With the upcoming theatrical and VOD release of Savage Dog in August, at COF we were given the opportunity to provide the Dragon from Chile – Marko Zaror – 10 questions about his experience working on the movie.
Since initially beginning in the industry as a stunt double for the Rock in 2003’s The Rundown, Zaror really got action fans attention when he headlined the martial arts actioner Kiltro in 2006. Made in his native Chile, the pairing with director Ernesto Espinoza would prove to be one that’s built to last, as they’d go onto make Mirageman, Mandrill, and Redeemer together.
Zaror has several productions in the pipeline which he’s set to appear in, but for now, all eyes are on Savage Dog, helmed by stuntman turned director Jesse V. Johnson. Without further ado, check out his thoughts below –
Question #1: Savage Dog provides a re-match between you and Scott Adkins, after going head to head in Undisputed III: Redemption from 2010, what was it like working together again 7 years later?
Marko Zaror: It was great, as we always wanted to work together again after Undisputed III: Redemption, and the cool thing about Savage Dog is that because it’s a totally different type of movie, we were able to create and play with different techniques.
#2: For those who say they’ve already seen both you and Adkins fight each other before, what would you say are the main differences, and what do people have to look forward to, from your pairing in Savage Dog?
MZ: Savage Dog is a much more realistic type of movie, and also a movie that is set in a different era, so this gave us the challenge to do a totally different type of fighting style. Also my character uses a knife, so this was already a big element that made us co-create a fight scene that feels really different to what audiences have seen before.
#3: Jesse V. Johnson is also a stuntman on top of being a director and writer, how would you say that influences his directing style in terms of you also being a physical performer?
MZ: Because of the fact he’s also a stuntman, he truly understands the time that’s needed to be able to accomplish a good action scene. Also in regards to the camera work and stunts, he is able to be really specific about what he wants, and if he feels like he needs to show how he envisions a stunt to look like, for example hitting the ground a certain way, he will just show you by doing it himself!
#4: In your collaborations with director Ernesto Espinoza, you usually choreograph the fight scenes yourself. What are the main differences from your perspective, between doing your own fight choreography, and taking direction from another fight choreographer?
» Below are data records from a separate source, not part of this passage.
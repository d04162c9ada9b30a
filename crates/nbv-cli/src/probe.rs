//! Terminal fact probing.
//!
//! tty-ness, size, and the color conventions (NO_COLOR, TERM=dumb,
//! COLORTERM) gathered into the record the resolver consumes as its
//! lowest precedence layer.

use std::io::IsTerminal;

use nbv_core::capability::{ColorSystem, ProbedFacts};

pub fn probe() -> ProbedFacts {
    let is_terminal = std::io::stdout().is_terminal();
    let (width, height) = if is_terminal {
        crossterm::terminal::size().unwrap_or((80, 24))
    } else {
        (80, 24)
    };
    let no_color = no_color_requested();

    ProbedFacts {
        is_terminal,
        width,
        height,
        color_system: if no_color {
            ColorSystem::None
        } else {
            color_system_from_term()
        },
        no_color,
    }
}

fn no_color_requested() -> bool {
    let set = |name: &str| std::env::var_os(name).is_some_and(|v| !v.is_empty());
    set("NO_COLOR") || set("NBV_NO_COLOR") || term() == "dumb"
}

fn term() -> String {
    std::env::var("TERM").unwrap_or_default().to_lowercase()
}

fn color_system_from_term() -> ColorSystem {
    let colorterm = std::env::var("COLORTERM")
        .unwrap_or_default()
        .to_lowercase();
    if colorterm.contains("truecolor") || colorterm.contains("24bit") {
        return ColorSystem::Truecolor;
    }
    if term().contains("256color") {
        return ColorSystem::EightBit;
    }
    ColorSystem::Standard
}
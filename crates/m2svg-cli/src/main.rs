use anyhow::Context;
use clap::{Parser, Subcommand};
use m2svg_render::{reverse, CommandRenderer};
use m2svg_scan::{scan, RenderOutcome};
use std::fs;
use std::path::{Path, PathBuf};

mod config;
mod convert;

use config::ConvertArgs;
use convert::Converter;

#[derive(Parser)]
#[command(name = "m2svg", version)]
#[command(about = "Replace TeX math in documents with MathJax SVG or MathML", long_about = None)]
struct Cli {
    #[command(subcommand)]
    command: Commands,
}

#[derive(Subcommand)]
enum Commands {
    /// Render every \( \) and \[ \] region of a document
    Convert(ConvertArgs),
    /// Report delimiter faults without rendering anything
    Check {
        #[arg(value_name = "FILE")]
        path: PathBuf,
        /// Print the faults as JSON
        #[arg(long)]
        json: bool,
    },
    /// Turn a converted document back into TeX-delimited text
    Reverse {
        #[arg(value_name = "INPUT")]
        input: PathBuf,
        #[arg(value_name = "OUTPUT")]
        output: PathBuf,
    },
}

fn read(path: &Path) -> anyhow::Result<String> {
    fs::read_to_string(path).with_context(|| format!("failed to read {}", path.display()))
}

fn write(path: &Path, contents: &str) -> anyhow::Result<()> {
    fs::write(path, contents).with_context(|| format!("failed to write {}", path.display()))
}

fn convert(args: &ConvertArgs) -> anyhow::Result<()> {
    let config = args.resolve()?;
    let document = read(&args.input)?;

    let renderer = CommandRenderer::detect(config.renderer.as_deref(), config.format())?
        .with_args(config.renderer_args.clone());
    let root = args
        .output
        .parent()
        .map(Path::to_path_buf)
        .unwrap_or_default();

    let mut converter = Converter::new(&renderer, &config, root).with_progress(!args.quiet);
    let result = converter.convert(&document)?;
    write(&args.output, &result.output)?;

    if let Some(path) = &args.diagnostics {
        write(path, &serde_json::to_string_pretty(&result.diagnostics)?)?;
    }
    if !args.quiet {
        println!();
        println!("Finished");
    }
    Ok(())
}

/// Returns whether the document is free of delimiter faults.
fn check(path: &Path, json: bool) -> anyhow::Result<bool> {
    let document = read(path)?;
    let result = scan(&document, |span| RenderOutcome::Rendered(span.source()));
    if json {
        println!("{}", serde_json::to_string_pretty(&result.diagnostics)?);
    } else {
        for diagnostic in &result.diagnostics {
            println!("{}", diagnostic);
        }
    }
    log::info!(
        "Checked {} math regions, {} faults",
        result.spans,
        result.diagnostics.len()
    );
    Ok(result.diagnostics.is_empty())
}

fn main() -> anyhow::Result<()> {
    env_logger::init();
    let cli = Cli::parse();

    match &cli.command {
        Commands::Convert(args) => convert(args)?,
        Commands::Check { path, json } => {
            if !check(path, *json)? {
                std::process::exit(1);
            }
        }
        Commands::Reverse { input, output } => {
            let document = read(input)?;
            write(output, &reverse(&document))?;
        }
    }
    Ok(())
}
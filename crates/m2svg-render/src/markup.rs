//! HTML placeholders for rendered equations.
//!
//! Every placeholder embeds the original TeX in a `data-tex` attribute, with
//! `(...)` marking inline math and `[...]` display math, so the document can be
//! turned back into TeX with [`crate::reverse`].

use crate::cache::CacheEntry;
use crate::svg::Metrics;
use m2svg_scan::Role;
use once_cell::sync::Lazy;
use regex::{Captures, Regex};
use serde::{Deserialize, Serialize};

/// How rendered equations appear in the output document.
#[derive(Debug, Clone, Copy, Default, PartialEq, Eq, Serialize, Deserialize)]
#[serde(rename_all = "lowercase")]
pub enum OutputMode {
    /// `<img>` tags referencing one SVG file per equation.
    #[default]
    Image,
    /// SVG markup inlined into the document.
    Svg,
    /// MathML inlined into the document.
    MathMl,
}

pub fn escape_attr(value: &str) -> String {
    let mut out = String::with_capacity(value.len());
    for c in value.chars() {
        match c {
            '&' => out.push_str("&amp;"),
            '"' => out.push_str("&quot;"),
            '<' => out.push_str("&lt;"),
            '>' => out.push_str("&gt;"),
            _ => out.push(c),
        }
    }
    out
}

/// Inverse of [`escape_attr`].
pub fn unescape_attr(value: &str) -> String {
    static ENTITY: Lazy<Regex> = Lazy::new(|| Regex::new(r"&(amp|quot|lt|gt);").unwrap());
    ENTITY
        .replace_all(value, |caps: &Captures| match &caps[1] {
            "amp" => "&",
            "quot" => "\"",
            "lt" => "<",
            _ => ">",
        })
        .into_owned()
}

/// The escaped `data-tex` value for `content`.
pub fn data_tex(content: &str, role: Role) -> String {
    let escaped = escape_attr(content);
    match role {
        Role::Inline => format!("({})", escaped),
        Role::Display => format!("[{}]", escaped),
    }
}

fn src(entry: &CacheEntry) -> String {
    entry.path.to_string_lossy().replace('\\', "/")
}

/// An `<img>` referencing the stored SVG of an equation.
pub fn image_tag(entry: &CacheEntry, metrics: &Metrics, content: &str, role: Role) -> String {
    let img = format!(
        r#"<img style="{}" src="{}" alt=" " data-tex="{}">"#,
        metrics.style(),
        escape_attr(&src(entry)),
        data_tex(content, role)
    );
    match role {
        Role::Inline => img,
        Role::Display => format!(r#"<span class="align-center">{}</span>"#, img),
    }
}

/// Rendered markup inlined into the document.
pub fn inline_markup(markup: &str, content: &str, role: Role) -> String {
    let class = match role {
        Role::Inline => "math-inline",
        Role::Display => "align-center",
    };
    format!(
        r#"<span class="{}" data-tex="{}">{}</span>"#,
        class,
        data_tex(content, role),
        markup
    )
}

/// Keeps inline images together with an adjacent non-breaking space or
/// trailing punctuation.
///
/// An inline `<img>` preceded by `&nbsp;`/U+00A0, or followed by one of
/// `, . ; : ' ? ) ]` or a non-breaking space, is wrapped in
/// `<span class="nowrap">`. The non-breaking spaces become plain spaces inside
/// the span.
pub fn nowrap(document: &str) -> String {
    static INLINE_IMAGE: Lazy<Regex> = Lazy::new(|| {
        Regex::new(
            r#"(&nbsp;|\x{00a0})?(<img [^>]*data-tex="\([^"]*\)"[^>]*>)([,.;:'?)\]]|&nbsp;|\x{00a0})?"#,
        )
        .unwrap()
    });

    INLINE_IMAGE
        .replace_all(document, |caps: &Captures| {
            let image = &caps[2];
            let before = caps.get(1);
            let after = caps.get(3);
            if before.is_none() && after.is_none() {
                return image.to_string();
            }
            let precede = if before.is_some() { " " } else { "" };
            let follow = match after.map(|m| m.as_str()) {
                Some("&nbsp;") | Some("\u{a0}") => " ",
                Some(punctuation) => punctuation,
                None => "",
            };
            format!(r#"<span class="nowrap">{}{}{}</span>"#, precede, image, follow)
        })
        .into_owned()
}
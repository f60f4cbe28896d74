use crate::markup::unescape_attr;
use once_cell::sync::Lazy;
use regex::{Captures, Regex};

static NOWRAP: Lazy<Regex> =
    Lazy::new(|| Regex::new(r#"<span class="nowrap">( ?)(<img [^>]*>)([^<]*)</span>"#).unwrap());
static CENTERED_IMAGE: Lazy<Regex> =
    Lazy::new(|| Regex::new(r#"<span class="align-center">(<img [^>]*>)</span>"#).unwrap());
static IMAGE: Lazy<Regex> =
    Lazy::new(|| Regex::new(r#"<img [^>]*?data-tex="([^"]*)"[^>]*>"#).unwrap());
static MARKUP_SPAN: Lazy<Regex> = Lazy::new(|| {
    Regex::new(r#"(?s)<span class="(?:math-inline|align-center)" data-tex="([^"]*)">.*?</span>"#)
        .unwrap()
});

/// Restores delimited TeX from an embedded `data-tex` value, or `None` if the
/// value is not one this crate writes.
fn delimited(data_tex: &str) -> Option<String> {
    let tex = unescape_attr(data_tex);
    if let Some(inner) = tex.strip_prefix('(').and_then(|t| t.strip_suffix(')')) {
        Some(format!("\\({}\\)", inner))
    } else if let Some(inner) = tex.strip_prefix('[').and_then(|t| t.strip_suffix(']')) {
        Some(format!("\\[{}\\]", inner))
    } else {
        None
    }
}

fn restore(caps: &Captures) -> String {
    delimited(&caps[1]).unwrap_or_else(|| caps[0].to_string())
}

/// Turns a converted document back into TeX-delimited text.
///
/// Every placeholder carrying a `data-tex` attribute is replaced by its
/// original source between `\( \)` or `\[ \]`. Literal text is left alone,
/// except that the non-breaking space absorbed by a `nowrap` span comes back
/// as a plain space.
///
/// # Examples
///
/// ```
/// use m2svg_render::reverse;
///
/// let html = r#"a <img style="" src="images/1.svg" alt=" " data-tex="(x&lt;1)"> b"#;
/// assert_eq!(reverse(html), "a \\(x<1\\) b");
/// ```
pub fn reverse(document: &str) -> String {
    let text = NOWRAP.replace_all(document, "$1$2$3");
    let text = CENTERED_IMAGE.replace_all(&text, "$1");
    let text = IMAGE.replace_all(&text, restore);
    MARKUP_SPAN.replace_all(&text, restore).into_owned()
}

#[cfg(test)]
mod tests {
    use super::*;

    #[test]
    fn test_display_image() {
        let html = r#"<p><span class="align-center"><img style="s" src="images/2.svg" alt=" " data-tex="[\sum_i x_i]"></span></p>"#;
        assert_eq!(reverse(html), r"<p>\[\sum_i x_i\]</p>");
    }

    #[test]
    fn test_nowrap_span() {
        let html = r#"so <span class="nowrap"> <img src="1.svg" data-tex="(x)">,</span> ok"#;
        assert_eq!(reverse(html), r"so  \(x\), ok");
    }

    #[test]
    fn test_inline_markup_spans() {
        let html = "<span class=\"math-inline\" data-tex=\"(a)\"><svg>\n<g/></svg></span> and <span class=\"align-center\" data-tex=\"[b]\"><math><mi>b</mi></math></span>";
        assert_eq!(reverse(html), r"\(a\) and \[b\]");
    }

    #[test]
    fn test_unknown_data_tex_is_left_alone() {
        let html = r#"<img src="x.png" data-tex="plain">"#;
        assert_eq!(reverse(html), html);
    }

    #[test]
    fn test_plain_document() {
        let text = "<p>Nothing to see, 3 > 2 & 1 < 2.</p>";
        assert_eq!(reverse(text), text);
    }
}
use crate::diagnostic::Diagnostic;
use crate::lexer::{Delimiter, Lexer, Role, Token, TokenKind};
use serde::{Deserialize, Serialize};
use std::collections::VecDeque;

/// Where the scanner currently is relative to math delimiters.
#[derive(Debug, Clone, Copy, PartialEq, Eq)]
pub enum ParseState {
    Idle,
    /// After an unmatched `\[`.
    InDisplay,
    /// After an unmatched `\(`.
    InInline,
}

impl ParseState {
    fn entered_by(open: Delimiter) -> Self {
        match open.role() {
            Role::Display => ParseState::InDisplay,
            Role::Inline => ParseState::InInline,
        }
    }

    fn open_delimiter(self) -> Option<Delimiter> {
        match self {
            ParseState::Idle => None,
            ParseState::InDisplay => Some(Delimiter::OpenDisplay),
            ParseState::InInline => Some(Delimiter::OpenInline),
        }
    }
}

/// What happens to the text of a region abandoned by a structural fault.
#[derive(Debug, Clone, Copy, Default, PartialEq, Eq, Serialize, Deserialize)]
#[serde(rename_all = "lowercase")]
pub enum RecoveryPolicy {
    /// Drop the abandoned region's text.
    #[default]
    Discard,
    /// Re-emit the abandoned region verbatim, delimiters included, as literal text.
    Literal,
}

/// A run of text between a matched pair of delimiters.
#[derive(Debug, Clone, Copy, PartialEq, Eq)]
pub struct MathSpan<'a> {
    pub role: Role,
    /// The TeX source with the delimiters stripped.
    pub content: &'a str,
    /// Line of the closing delimiter.
    pub line: usize,
    /// Line of the opening delimiter.
    pub open_line: usize,
    /// Byte offset of the opening delimiter.
    pub offset: usize,
}

impl MathSpan<'_> {
    /// The span as it appeared in the document, delimiters included.
    pub fn source(&self) -> String {
        format!(
            "{}{}{}",
            self.role.open(),
            self.content,
            self.role.close()
        )
    }
}

#[derive(Debug, Clone, PartialEq, Eq)]
pub enum Event<'a> {
    Literal(&'a str),
    Math(MathSpan<'a>),
    Fault(Diagnostic),
}

/// A single-pass state machine splitting a document into literal text, math
/// spans and structural faults.
///
/// The scanner is an iterator over [`Event`]s in document order. It looks no
/// further ahead than the next delimiter token, so a consumer may act on each
/// event (for instance render a span) before the scanner advances.
///
/// ## Recovery
///
/// Structural faults never stop the scan:
///
/// - an open delimiter inside an open region reports a mismatch and restarts
///   the region at the new delimiter;
/// - a close delimiter with no open region reports a missing start tag and
///   stays in the literal text;
/// - a close delimiter of the wrong kind reports a mismatch and returns to
///   [`ParseState::Idle`] without producing a span;
/// - a region still open at the end reports a missing end tag.
///
/// What happens to the text of an abandoned region is decided by the
/// [`RecoveryPolicy`].
///
/// ## Examples
///
/// ```
/// use m2svg_scan::{Event, Scanner};
///
/// let events: Vec<_> = Scanner::new("a \\(x+1\\) b").collect();
/// assert_eq!(events.len(), 3);
/// assert_eq!(events[0], Event::Literal("a "));
/// if let Event::Math(span) = &events[1] {
///     assert_eq!(span.content, "x+1");
/// }
/// assert_eq!(events[2], Event::Literal(" b"));
/// ```
pub struct Scanner<'a> {
    input: &'a str,
    lexer: Lexer<'a>,
    policy: RecoveryPolicy,
    state: ParseState,
    start_index: usize,
    open_line: usize,
    open_offset: usize,
    pending: VecDeque<Event<'a>>,
    finished: bool,
}

impl<'a> Scanner<'a> {
    pub fn new(input: &'a str) -> Self {
        Self {
            input,
            lexer: Lexer::new(input),
            policy: RecoveryPolicy::default(),
            state: ParseState::Idle,
            start_index: 0,
            open_line: 1,
            open_offset: 0,
            pending: VecDeque::new(),
            finished: false,
        }
    }

    pub fn with_policy(mut self, policy: RecoveryPolicy) -> Self {
        self.policy = policy;
        self
    }

    pub fn state(&self) -> ParseState {
        self.state
    }

    fn literal(&mut self, start: usize, end: usize) {
        if start < end {
            self.pending.push_back(Event::Literal(&self.input[start..end]));
        }
    }

    fn fault(&mut self, diagnostic: Diagnostic) {
        log::debug!("structural fault: {}", diagnostic);
        self.pending.push_back(Event::Fault(diagnostic));
    }

    /// Gives up on the open region, which ends (exclusive) at `end`.
    fn abandon(&mut self, end: usize) {
        if self.policy == RecoveryPolicy::Literal {
            self.literal(self.open_offset, end);
        }
        self.state = ParseState::Idle;
        self.start_index = end;
    }

    fn enter(&mut self, open: Delimiter, token: &Token) {
        self.state = ParseState::entered_by(open);
        self.open_line = token.line;
        self.open_offset = token.offset;
        self.start_index = token.end();
    }

    fn step(&mut self, token: Token) {
        let delim = match token.kind {
            TokenKind::Newline => return,
            TokenKind::Delimiter(delim) => delim,
        };

        match (self.state.open_delimiter(), delim.is_open()) {
            (None, true) => {
                self.literal(self.start_index, token.offset);
                self.enter(delim, &token);
            }
            (Some(open), true) => {
                self.fault(Diagnostic::mismatch(open, self.open_line, delim, token.line));
                self.abandon(token.offset);
                self.enter(delim, &token);
            }
            (None, false) => {
                // the stray delimiter stays in the literal text after the fault
                self.literal(self.start_index, token.offset);
                self.start_index = token.offset;
                self.fault(Diagnostic::no_start_tag(delim, token.line));
            }
            (Some(open), false) if delim.closes(open) => {
                self.pending.push_back(Event::Math(MathSpan {
                    role: open.role(),
                    content: &self.input[self.start_index..token.offset],
                    line: token.line,
                    open_line: self.open_line,
                    offset: self.open_offset,
                }));
                self.state = ParseState::Idle;
                self.start_index = token.end();
            }
            (Some(open), false) => {
                self.fault(Diagnostic::mismatch(open, self.open_line, delim, token.line));
                self.abandon(token.end());
            }
        }
    }

    fn finish(&mut self) {
        if let Some(open) = self.state.open_delimiter() {
            self.fault(Diagnostic::no_end_tag(open, self.open_line));
            if self.policy == RecoveryPolicy::Literal {
                self.start_index = self.open_offset;
            }
            self.state = ParseState::Idle;
        }
        self.literal(self.start_index, self.input.len());
        self.start_index = self.input.len();
        self.finished = true;
    }
}

impl<'a> Iterator for Scanner<'a> {
    type Item = Event<'a>;

    fn next(&mut self) -> Option<Event<'a>> {
        loop {
            if let Some(event) = self.pending.pop_front() {
                return Some(event);
            }
            if self.finished {
                return None;
            }
            match self.lexer.next() {
                Some(token) => self.step(token),
                None => self.finish(),
            }
        }
    }
}
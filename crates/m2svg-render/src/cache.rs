use serde::{Deserialize, Serialize};
use sha2::{Digest, Sha256};
use std::collections::HashMap;
use std::path::PathBuf;

/// SHA-256 digest of the exact TeX source of an equation.
#[derive(Debug, Clone, Copy, PartialEq, Eq, Hash)]
pub struct Fingerprint([u8; 32]);

impl Fingerprint {
    pub fn of(content: &str) -> Self {
        let digest = Sha256::digest(content.as_bytes());
        let mut bytes = [0u8; 32];
        bytes.copy_from_slice(&digest);
        Self(bytes)
    }

    pub fn to_hex(&self) -> String {
        hex::encode(self.0)
    }
}

/// Identifies the artifact rendered for one distinct equation.
#[derive(Debug, Clone, PartialEq, Eq, Hash, Serialize, Deserialize)]
pub struct ArtifactId(pub String);

impl std::fmt::Display for ArtifactId {
    fn fmt(&self, f: &mut std::fmt::Formatter<'_>) -> std::fmt::Result {
        f.write_str(&self.0)
    }
}

/// How artifact identifiers are chosen.
#[derive(Debug, Clone, Copy, Default, PartialEq, Eq, Serialize, Deserialize)]
#[serde(rename_all = "lowercase")]
pub enum NamingPolicy {
    /// `1`, `2`, `3`, ... in order of first sighting.
    #[default]
    Serial,
    /// The hex fingerprint, stable across runs.
    Hash,
}

#[derive(Debug, Clone, PartialEq, Eq)]
pub struct CacheEntry {
    pub id: ArtifactId,
    /// Where the artifact lives, relative to the artifact store root.
    pub path: PathBuf,
}

/// The result of [`RenderCache::lookup_or_assign`].
#[derive(Debug, Clone, PartialEq, Eq)]
pub enum Lookup {
    /// The equation was seen before in this run.
    Cached(CacheEntry),
    /// First sighting; the equation still has to be rendered.
    Assigned(CacheEntry),
}

impl Lookup {
    pub fn entry(&self) -> &CacheEntry {
        match self {
            Lookup::Cached(entry) | Lookup::Assigned(entry) => entry,
        }
    }

    pub fn into_entry(self) -> CacheEntry {
        match self {
            Lookup::Cached(entry) | Lookup::Assigned(entry) => entry,
        }
    }

    pub fn is_fresh(&self) -> bool {
        matches!(self, Lookup::Assigned(_))
    }
}

/// Content-addressed bookkeeping of the equations rendered in one run.
///
/// The cache maps the fingerprint of an equation's TeX source to a stable
/// artifact identifier. Only the content is hashed: the same TeX used inline
/// and as display math shares one artifact. Entries are never evicted, and the
/// cache performs no I/O; writing artifacts is up to the caller.
///
/// # Examples
///
/// ```
/// use m2svg_render::cache::{NamingPolicy, RenderCache};
///
/// let mut cache = RenderCache::new(NamingPolicy::Serial, "images", "svg");
/// let first = cache.lookup_or_assign("x");
/// let again = cache.lookup_or_assign("x");
/// let other = cache.lookup_or_assign("y");
///
/// assert!(first.is_fresh());
/// assert!(!again.is_fresh());
/// assert_eq!(first.entry(), again.entry());
/// assert_eq!(other.entry().id.0, "2");
/// assert_eq!(other.entry().path, std::path::Path::new("images/2.svg"));
/// ```
#[derive(Debug)]
pub struct RenderCache {
    policy: NamingPolicy,
    dir: PathBuf,
    extension: String,
    serial: u64,
    entries: HashMap<Fingerprint, CacheEntry>,
}

impl RenderCache {
    pub fn new(policy: NamingPolicy, dir: impl Into<PathBuf>, extension: &str) -> Self {
        Self {
            policy,
            dir: dir.into(),
            extension: extension.to_string(),
            serial: 0,
            entries: HashMap::new(),
        }
    }

    pub fn lookup_or_assign(&mut self, content: &str) -> Lookup {
        let fingerprint = Fingerprint::of(content);
        if let Some(entry) = self.entries.get(&fingerprint) {
            return Lookup::Cached(entry.clone());
        }

        let id = match self.policy {
            NamingPolicy::Serial => {
                self.serial += 1;
                ArtifactId(self.serial.to_string())
            }
            NamingPolicy::Hash => ArtifactId(fingerprint.to_hex()),
        };
        let path = self.dir.join(format!("{}.{}", id, self.extension));
        let entry = CacheEntry { id, path };
        self.entries.insert(fingerprint, entry.clone());
        Lookup::Assigned(entry)
    }

    pub fn get(&self, content: &str) -> Option<&CacheEntry> {
        self.entries.get(&Fingerprint::of(content))
    }

    pub fn len(&self) -> usize {
        self.entries.len()
    }

    pub fn is_empty(&self) -> bool {
        self.entries.is_empty()
    }
}
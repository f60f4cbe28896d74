use anyhow::Context;
use clap::Args;
use m2svg_render::{NamingPolicy, OutputFormat, OutputMode};
use m2svg_scan::{RecoveryPolicy, ScanOptions};
use serde::de::DeserializeOwned;
use serde::{Deserialize, Serialize};
use std::fs;
use std::path::{Path, PathBuf};

/// Settings of a `convert` run.
///
/// Loaded from a JSON file with `--config`; every field is optional there.
#[derive(Debug, Clone, PartialEq, Eq, Serialize, Deserialize)]
#[serde(default)]
pub struct ConvertConfig {
    pub mode: OutputMode,
    pub naming: NamingPolicy,
    /// Artifact directory, relative to the output document.
    pub images_dir: PathBuf,
    /// Renderer program; defaults to `tex2svg` or `tex2mml` by mode.
    pub renderer: Option<String>,
    pub renderer_args: Vec<String>,
    pub recovery: RecoveryPolicy,
    pub inline_errors: bool,
    /// `None` means on in image mode.
    pub nowrap: Option<bool>,
}

impl Default for ConvertConfig {
    fn default() -> Self {
        Self {
            mode: OutputMode::Image,
            naming: NamingPolicy::Serial,
            images_dir: PathBuf::from("images"),
            renderer: None,
            renderer_args: Vec::new(),
            recovery: RecoveryPolicy::Discard,
            inline_errors: false,
            nowrap: None,
        }
    }
}

impl ConvertConfig {
    pub fn load(path: &Path) -> anyhow::Result<Self> {
        let text = fs::read_to_string(path)
            .with_context(|| format!("failed to read config {}", path.display()))?;
        serde_json::from_str(&text)
            .with_context(|| format!("invalid config {}", path.display()))
    }

    pub fn format(&self) -> OutputFormat {
        match self.mode {
            OutputMode::MathMl => OutputFormat::MathMl,
            OutputMode::Image | OutputMode::Svg => OutputFormat::Svg,
        }
    }

    /// The nowrap pass only applies to `<img>` placeholders.
    pub fn nowrap_enabled(&self) -> bool {
        self.mode == OutputMode::Image && self.nowrap.unwrap_or(true)
    }

    pub fn scan_options(&self) -> ScanOptions {
        ScanOptions {
            policy: self.recovery,
            inline_faults: self.inline_errors,
        }
    }
}

/// Parses a lowercase enum value the same way the config file does.
fn parse_value<T: DeserializeOwned>(value: &str) -> Result<T, String> {
    serde_json::from_value(serde_json::Value::String(value.to_string()))
        .map_err(|_| format!("invalid value `{}`", value))
}

#[derive(Debug, Args)]
pub struct ConvertArgs {
    /// Document to convert
    #[arg(value_name = "INPUT")]
    pub input: PathBuf,

    /// Where to write the converted document
    #[arg(value_name = "OUTPUT")]
    pub output: PathBuf,

    /// JSON file with default settings
    #[arg(long, value_name = "FILE")]
    pub config: Option<PathBuf>,

    /// image, svg or mathml
    #[arg(long, value_parser = parse_value::<OutputMode>)]
    pub mode: Option<OutputMode>,

    /// serial or hash
    #[arg(long, value_parser = parse_value::<NamingPolicy>)]
    pub naming: Option<NamingPolicy>,

    #[arg(long, value_name = "DIR")]
    pub images_dir: Option<PathBuf>,

    /// Renderer program to run instead of tex2svg/tex2mml
    #[arg(long, value_name = "PROGRAM")]
    pub renderer: Option<String>,

    /// Extra argument passed to the renderer (repeatable)
    #[arg(long = "renderer-arg", value_name = "ARG", allow_hyphen_values = true)]
    pub renderer_args: Vec<String>,

    /// discard or literal
    #[arg(long, value_parser = parse_value::<RecoveryPolicy>)]
    pub recovery: Option<RecoveryPolicy>,

    /// Write error markers into the output document
    #[arg(long)]
    pub inline_errors: bool,

    /// Keep inline images together with adjacent punctuation
    #[arg(long, overrides_with = "no_nowrap")]
    pub nowrap: bool,

    /// Leave inline images free to wrap
    #[arg(long, overrides_with = "nowrap")]
    pub no_nowrap: bool,

    /// Write diagnostics as JSON to this file
    #[arg(long, value_name = "FILE")]
    pub diagnostics: Option<PathBuf>,

    /// Suppress progress output
    #[arg(long, short)]
    pub quiet: bool,
}

impl ConvertArgs {
    /// Loads `--config` if given and applies the explicit flags on top.
    pub fn resolve(&self) -> anyhow::Result<ConvertConfig> {
        let mut config = match &self.config {
            Some(path) => ConvertConfig::load(path)?,
            None => ConvertConfig::default(),
        };
        self.apply(&mut config);
        Ok(config)
    }

    fn apply(&self, config: &mut ConvertConfig) {
        if let Some(mode) = self.mode {
            config.mode = mode;
        }
        if let Some(naming) = self.naming {
            config.naming = naming;
        }
        if let Some(dir) = &self.images_dir {
            config.images_dir = dir.clone();
        }
        if let Some(renderer) = &self.renderer {
            config.renderer = Some(renderer.clone());
        }
        if !self.renderer_args.is_empty() {
            config.renderer_args = self.renderer_args.clone();
        }
        if let Some(recovery) = self.recovery {
            config.recovery = recovery;
        }
        if self.inline_errors {
            config.inline_errors = true;
        }
        if self.nowrap {
            config.nowrap = Some(true);
        } else if self.no_nowrap {
            config.nowrap = Some(false);
        }
    }
}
MZ: In Savage Dog Jesse wanted me to come up with ideas and apply the techniques that I wanted to use for the character. In that regard I’ve been lucky to work with really good choreographers that let me give my input on the vision and ideas for the scenes.
#5: Were you or Scott Adkins able to incorporate any of your own ideas into the fight you have in Savage Dog, and if so what?
MZ: Went I was doing research for my character I really liked the French style of Savate, so I studies a lot of Savate footage in order to understand how the character will fight and movie. When I told Jesse, he really like the idea and we went for it!
#6: The last time you worked with Espinoza was on 2014’s Redeemer, do you have any plans to work together again in the near future?
MZ: Yes, we are always working on ideas, and actually there is a good chance we be making a movie together soon.
#7: You’ve now worked in the U.S., India, and of course your home country of Chile. What for you are some of the biggest differences between the industries, and what are some of the learnings you’ve taken from each one?
MZ: Working in Chile is always a challenge, because everything that we have done with Ernesto is the first time it’s done over there. So basically we have to be really creative to accomplish what we want, and I have to be really involved in all the processes of the movie, from pre-production all the way through to post.
In my work in the U.S.A. and India, I’ve been a part of big productions were my only role is to be my character, so there is a big difference. But in terms of movie making, I believe it’s a universal language that once you are on a set, no matter what the language or which place you’re in, the logistics and methods are similar.
#8: Who are your biggest influences as a martial artist?
MZ: Bruce Lee and Jackie Chan.
#9: If you could have a screen-fight with any action movie star, dead or alive, who would it be and why?
MZ: Bruce Lee for sure! But if we’re talking about those who are alive, it will have to be Donnie Yen.
#10: What can we look forward to next from Marko Zaror, and is there any release date locked in for The Green Ghost?
MZ: No release date yet for The Green Ghost, but I’m guessing this year. Also I’m looking forward to The Defenders which will air next month, were I have an appearance in one episode. But what I’m really excited about is for the Robert Rodriguez movie Alita: Battle Angel, that will premiere next year!
Thanks again to Marko Zaror, Paul Bramhall, and the entire gang at Katrina Wan PR for getting this interview together.